Jerry Asher writes "Not all of my coworkers are careful about spelling errors. Sometimes this causes real embarrassment as spelling errors creep into software interfaces. Does anyone know of spell checkers for programming languages? I don't want a text spell checker, I want a programming-language-aware spell checker. A spell checker that I can pass all of my code through and will flag spelling errors in function names, variable names, and comments, but will ignore language keywords, language constructs and expressions, and various programming styles (camel code, or underscores, or...). I want a spell checker that knows that void *functionSigniture(char *myRoutine) contains one spelling error. Does anyone have such a thing for Java or C++? Are there any Eclipse plugins that do this?"
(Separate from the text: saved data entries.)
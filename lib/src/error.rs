// Copyright (C) 2025 Intel Corporation
// SPDX-License-Identifier: MIT

use crate::area::AreaKind;
#[cfg(not(feature = "std"))]
use alloc::{fmt, string::String};
#[cfg(feature = "config")]
use std::path::PathBuf;
#[cfg(feature = "std")]
use std::{fmt, io};

/// Errors reported by the FRU encoding and decoding functions.
#[derive(Debug)]
pub enum Error {
    InternalError,
    /// Exactly one of a path or a blob must be given to [`load`](crate::load).
    InvalidArguments,
    /// The checksum of the block starting at the given offset does not balance.
    ChecksumMismatch(usize),
    MissingRequiredField(&'static str),
    /// The encoded content (first value) exceeds the declared size (second value).
    BlobTooLarge(usize, usize),
    FieldTooLong(String, usize),
    /// A single character ASCII field would collide with the end of fields marker.
    FieldTooShort(String),
    NonAsciiData(String),
    TruncatedBlob,
    InvalidAreaLength(AreaKind),
    AreaTooLarge(AreaKind),
    OffsetOutOfRange(AreaKind),
    DateTimeOutOfRange(String),
    DateTimeBadFormat(String),
    DateTimeIncludesSeconds(String),
    #[cfg(feature = "config")]
    InvalidConfig(String),
    #[cfg(feature = "config")]
    MissingInternalFile(PathBuf),
    #[cfg(feature = "config")]
    TomlError(toml::de::Error),
    #[cfg(feature = "serialize")]
    JsonError(serde_json::Error),
    #[cfg(feature = "std")]
    IOError(io::Error),
}

#[cfg(feature = "std")]
impl std::error::Error for Error {}

impl fmt::Display for Error {
    fn fmt(&self, f: &mut fmt::Formatter) -> fmt::Result {
        match self {
            Error::InternalError => write!(f, "Internal error in the FRU library"),
            Error::InvalidArguments => {
                write!(f, "Either a path or a blob must be specified, but not both")
            }
            Error::ChecksumMismatch(offset) => {
                write!(f, "The data at offset {offset:#x} do not match the checksum")
            }
            Error::MissingRequiredField(field) => {
                write!(f, "\"{field}\" key missing in [common]")
            }
            Error::BlobTooLarge(size, limit) => write!(
                f,
                "Too much content, does not fit: {size} bytes encoded for a size of {limit} bytes"
            ),
            Error::FieldTooLong(field, length) => write!(
                f,
                "Field \"{field}\" is {length} bytes long, the limit is 63 bytes"
            ),
            Error::FieldTooShort(field) => write!(
                f,
                "Field \"{field}\" is 1 byte long, which is reserved for the end of fields marker"
            ),
            Error::NonAsciiData(field) => write!(f, "Field \"{field}\" contains non-ASCII data"),
            Error::TruncatedBlob => write!(f, "The FRU data is truncated"),
            Error::InvalidAreaLength(area) => write!(f, "The {area} area has an empty length"),
            Error::AreaTooLarge(area) => {
                write!(f, "The {area} area does not fit in 2040 bytes")
            }
            Error::OffsetOutOfRange(area) => {
                write!(f, "The {area} area starts beyond the addressable range")
            }
            Error::DateTimeOutOfRange(stamp) => write!(
                f,
                "The date/time \"{stamp}\" must be between 1996-01-01 00:00 and 2027-11-24 20:15"
            ),
            Error::DateTimeBadFormat(stamp) => write!(
                f,
                "The date \"{stamp}\" must follow the format \"YYYY-MM-DD HH:MM\""
            ),
            Error::DateTimeIncludesSeconds(stamp) => {
                write!(f, "The date/time \"{stamp}\" must not include seconds")
            }
            #[cfg(feature = "config")]
            Error::InvalidConfig(msg) => write!(f, "Invalid configuration: {msg}"),
            #[cfg(feature = "config")]
            Error::MissingInternalFile(path) => {
                write!(f, "Internal info area file {} not found", path.display())
            }
            #[cfg(feature = "config")]
            Error::TomlError(err) => write!(f, "Invalid TOML file: {err}"),
            #[cfg(feature = "serialize")]
            Error::JsonError(err) => write!(f, "Cannot export JSON: {err}"),
            #[cfg(feature = "std")]
            Error::IOError(err) => write!(f, "Encountered IO error: {err}"),
        }
    }
}

#[cfg(feature = "std")]
impl From<io::Error> for Error {
    fn from(err: io::Error) -> Self {
        Error::IOError(err)
    }
}

#[cfg(feature = "config")]
impl From<toml::de::Error> for Error {
    fn from(err: toml::de::Error) -> Self {
        Error::TomlError(err)
    }
}

#[cfg(feature = "serialize")]
impl From<serde_json::Error> for Error {
    fn from(err: serde_json::Error) -> Self {
        Error::JsonError(err)
    }
}
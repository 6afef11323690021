// Copyright (C) 2025 Intel Corporation
// SPDX-License-Identifier: MIT

use super::{AreaKind, DEFAULT_FORMAT_VERSION, InfoArea};
use crate::Error;
#[cfg(not(feature = "std"))]
use alloc::{string::String, vec, vec::Vec};

/// Chassis Info Area
#[derive(Clone, Debug, PartialEq, Eq)]
#[cfg_attr(feature = "serialize", derive(serde::Serialize))]
pub struct ChassisArea {
    pub format_version: u8,
    /// Chassis type, as defined by the SMBIOS specification
    #[cfg_attr(feature = "serialize", serde(rename = "type"))]
    pub chassis_type: u8,
    pub part_number: String,
    pub serial_number: String,
    pub custom_fields: Vec<String>,
}

impl Default for ChassisArea {
    fn default() -> Self {
        Self {
            format_version: DEFAULT_FORMAT_VERSION,
            chassis_type: 0,
            part_number: String::new(),
            serial_number: String::new(),
            custom_fields: Vec::new(),
        }
    }
}

impl InfoArea for ChassisArea {
    const KIND: AreaKind = AreaKind::Chassis;
    const FIELD_NAMES: &'static [&'static str] = &["part_number", "serial_number"];

    fn format_version(&self) -> u8 {
        self.format_version
    }

    fn set_format_version(&mut self, format_version: u8) {
        self.format_version = format_version;
    }

    fn encode_fixed_fields(&self, out: &mut Vec<u8>) -> Result<(), Error> {
        out.push(self.chassis_type);
        Ok(())
    }

    fn decode_fixed_fields(&mut self, s: &[u8]) -> Result<usize, Error> {
        self.chassis_type = *s.first().ok_or(Error::TruncatedBlob)?;
        Ok(1)
    }

    fn fields(&self) -> Vec<&str> {
        vec![self.part_number.as_str(), self.serial_number.as_str()]
    }

    fn fields_mut(&mut self) -> Vec<&mut String> {
        vec![&mut self.part_number, &mut self.serial_number]
    }

    fn custom_fields(&self) -> &[String] {
        &self.custom_fields
    }

    fn custom_fields_mut(&mut self) -> &mut Vec<String> {
        &mut self.custom_fields
    }
}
24 of 452 comments (clear)

  1. Eclipse WTP 3.3 Europa seems to do this.. almost. by pringlis · · Score: 5, Informative

    The version of Eclipse I run, Eclipse WTP 3.3, does spell checking on comments as standard. Not for variable, function names and the like though. It's a decent first attempt though. In truth, I turned it off within the first few hours. It underlines any mistakes in red which I find really annoying when scanning code as I keep thinking I've seen syntax errors. More often than not my eyes are drawn to a spelling mistake, which in many cases isn't even really a mistake, which distracts me from what I'm actually trying to look at.

  2. How about eyeball Mk 1? by uucp2 · · Score: 5, Funny

    Some people call using it a "code review". If you are really serious about it, post the code to /. - plenty of people here seem to have time to point out any spelling errors.
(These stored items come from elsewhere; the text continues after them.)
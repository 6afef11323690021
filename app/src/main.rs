// Copyright (C) 2025 Intel Corporation
// SPDX-License-Identifier: MIT

mod dump;
mod generate;
mod info;
mod output;
mod sample;

use clap::{Parser, Subcommand, ValueEnum};
use env_logger::Env;
use ipmi_fru::prelude::*;
use log::LevelFilter;
use std::path::PathBuf;

#[derive(Parser)]
#[command(version, about = "Generate and inspect IPMI FRU files.")]
struct Cli {
    /// Sets the verbosity of the logging messages
    /// -v: Warning, -vv: Info, -vvv: Debug, -vvvv: Trace
    #[arg(short = 'v', long = "verbose", action = clap::ArgAction::Count)]
    verbosity: u8,

    #[command(subcommand)]
    command: Command,
}

#[derive(Copy, Clone, PartialEq, Eq, PartialOrd, Ord, Default, ValueEnum)]
enum DumpFormat {
    #[default]
    Toml,
    Json,
}

#[derive(Subcommand)]
enum Command {
    /// Generate a FRU file from a TOML file
    Generate {
        toml_file: PathBuf,
        fru_file: PathBuf,
        /// Overwrite the FRU file if it already exists
        #[arg(short, long)]
        force: bool,
    },
    /// Dump the content of a FRU file. The output is written to stdout if no output file is
    /// specified.
    Dump {
        fru_file: PathBuf,
        output_file: Option<PathBuf>,
        #[arg(long, value_enum, default_value_t = DumpFormat::default())]
        format: DumpFormat,
        /// Overwrite the output file if it already exists
        #[arg(short, long)]
        force: bool,
    },
    /// Generate a blank TOML file. The output is written to stdout if no output file is
    /// specified.
    Sample {
        toml_file: Option<PathBuf>,
        /// Overwrite the TOML file if it already exists
        #[arg(short, long)]
        force: bool,
    },
    /// List the areas stored in the input files
    Info {
        #[arg(required = true)]
        fru_files: Vec<PathBuf>,
    },
}

impl Command {
    fn run(&self) -> Result<(), Error> {
        match self {
            Command::Generate {
                toml_file,
                fru_file,
                force,
            } => generate::generate(toml_file, fru_file, *force),
            Command::Dump {
                fru_file,
                output_file,
                format,
                force,
            } => {
                let record = Record::from_file(fru_file)?;
                let output = output::open(output_file.as_deref(), *force)?;
                match format {
                    DumpFormat::Toml => dump::toml(&record, output),
                    DumpFormat::Json => dump::json(&record, output),
                }
            }
            Command::Sample { toml_file, force } => {
                sample::sample(output::open(toml_file.as_deref(), *force)?)
            }
            Command::Info { fru_files } => {
                for fru_file in fru_files {
                    if fru_files.len() > 1 {
                        println!("\n{}:\n", fru_file.display());
                    }
                    info::compact(fru_file)?;
                }
                Ok(())
            }
        }
    }
}

fn main() {
    let cli = Cli::parse();

    let log_level = match cli.verbosity {
        0 => LevelFilter::Error,
        1 => LevelFilter::Warn,
        2 => LevelFilter::Info,
        3 => LevelFilter::Debug,
        _ => LevelFilter::Trace,
    };

    env_logger::Builder::from_env(Env::default().default_filter_or(log_level.to_string())).init();

    if let Err(err) = cli.command.run() {
        log::error!("{err}");
        std::process::exit(1);
    }
}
    1. Re:How about eyeball Mk 1? by Anonymous Coward · · Score: 5, Insightful

      Um, let me introduce you to the famous spelling mistake: HTTP Referer. How about we let computers and people each do what they're good at. Computers are good at comparing strings in a spell checker, and people are good at producing typos, spelling mistakes, and approving fixes. Discipline isn't the solution, better tools are. (I bet there's a spelling mistake in here -- which proves my point that Opera needs a spell check like Firefox!)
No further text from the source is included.